You are now aged 38. You have no relevant prior convictions although, as I will explain, you re-offended after the crimes for which I am to sentence you. You were born and educated in Launceston. After some early educational difficulties you progressed to qualify as a chartered accountant. You were employed by another accountant until you commenced your own firm in 2012. You separated from your wife and three children in 2019 soon after your crimes were discovered. They now live in a different State. I have no material that your imprisonment will result in any family hardship although forced estrangement from their father may well have some impact on your children even though your contact with them was limited anyway. You have a new and supportive partner. Your registration as a chartered accountant and tax agent has in each case been suspended. Although the suspensions are temporary at the moment I see little prospect that you will ever be so accredited again.

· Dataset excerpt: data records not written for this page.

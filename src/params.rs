use anyhow::Context as _;
use serde::Deserialize;
use std::num::NonZeroU64;

/// Connection settings for [`SerenityDiscordService`](crate::adapters::SerenityDiscordService)
///
/// Loaded from environment variables (`DISCORD_TOKEN`, `APPLICATION_ID`).
#[derive(Deserialize, Clone)]
pub struct Params {
    pub discord_token: String,

    /// Required by Discord to edit or delete interaction responses
    #[serde(default)]
    pub application_id: Option<NonZeroU64>,
}

/// Mask sensitive strings by showing only first and last few characters
pub(crate) fn mask_token(s: &str) -> String {
    const VISIBLE_CHARS: usize = 4;

    if s.len() <= VISIBLE_CHARS * 2 {
        // If string is too short, mask everything except first char
        match s.chars().next() {
            None => return "<empty>".to_string(),
            Some(first) => return format!("{first}***"),
        }
    }

    match (s.get(..VISIBLE_CHARS), s.get(s.len() - VISIBLE_CHARS..)) {
        (Some(head), Some(tail)) => format!("{head}***{tail}"),
        // Not on a char boundary
        _ => "***".to_string(),
    }
}

impl std::fmt::Debug for Params {
    fn fmt(&self, f: &mut std::fmt::Formatter<'_>) -> std::fmt::Result {
        f.debug_struct("Params")
            .field("discord_token", &mask_token(&self.discord_token))
            .field("application_id", &self.application_id)
            .finish()
    }
}

impl Params {
    pub fn new() -> anyhow::Result<Params> {
        envy::from_env::<Params>().context("Failed to load configuration")
    }

    /// Check if interaction responses can be edited and deleted
    pub fn has_application_id(&self) -> bool {
        self.application_id.is_some()
    }
}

You brought those consequences on yourself. I have been provided with a range of very favourable references from family members and personal and professional associates. They regard you as a person of otherwise good character but from a sentencing point of view the references carry little weight beyond indicating that you have a supportive network who may assist your rehabilitation following your release. Offending over a lengthy period tends to cancel out the significance of prior good character and if you had not been a person of apparently good character you would not have been trusted by your clients and in a position to offend.

It is not suggested that the money was stolen for greed or other criminal activity. It is not in dispute that the primary motivation for your dishonesty was to obtain money for gambling and that all of the money dishonestly obtained was gambled away or shuffled around accounts to replace other money which had been gambled away. Your counsel made lengthy submissions directed to the extent to which this may mitigate your crimes. I was provided with two reports from a psychiatrist, Dr Phil Reid, and three reports from a psychologist, Luke Armstrong, all prepared this year. Through a family culture of gambling and some further family dysfunction, combined with some personality traits, you were conditioned to gaming and gambling from a young age. Gambling was already a problem for you as a young man. Even before the offending commenced the condition became pathological. Both Dr Reid and Mr Armstrong describe your addiction as involving all or many of the Diagnostic and Statistical Manual of Mental Disorders (DSM-V) criterion for gambling disorder. However courts in this State and across Australia have consistently held that it will be an unusual case in which the fact that offences were committed to feed a gambling addiction will result in any appreciable reduction in sentence. I refer in particular to the decisions of the Victorian Court of Criminal Appeal in Grossi (2008) 183 A Crim R 15; [2008] VSCA 51, the Tasmanian Court of Criminal Appeal in Johnstone [2011] TASCA 9, Deakin [2016] TASCCA 19 and Perri [2022] TASCCA 3, and the New South Wales Court of Criminal Appeal in Johnston v R [2017] NSWCCA 53. This is so even if the gambling results from a diagnosed disorder. The relevance of the disorder to the sentence to be imposed is to be assessed in accordance with the principles restated in Verdins. Applying those principles to your case I have concluded that your addiction should result in a modest reduction in the level of your moral culpability but that it should result in only a very small moderation of sentence. It remains a very serious case of dishonesty involving a large amount of money and egregious breaches of trust which had a severe impact on a considerable number of people.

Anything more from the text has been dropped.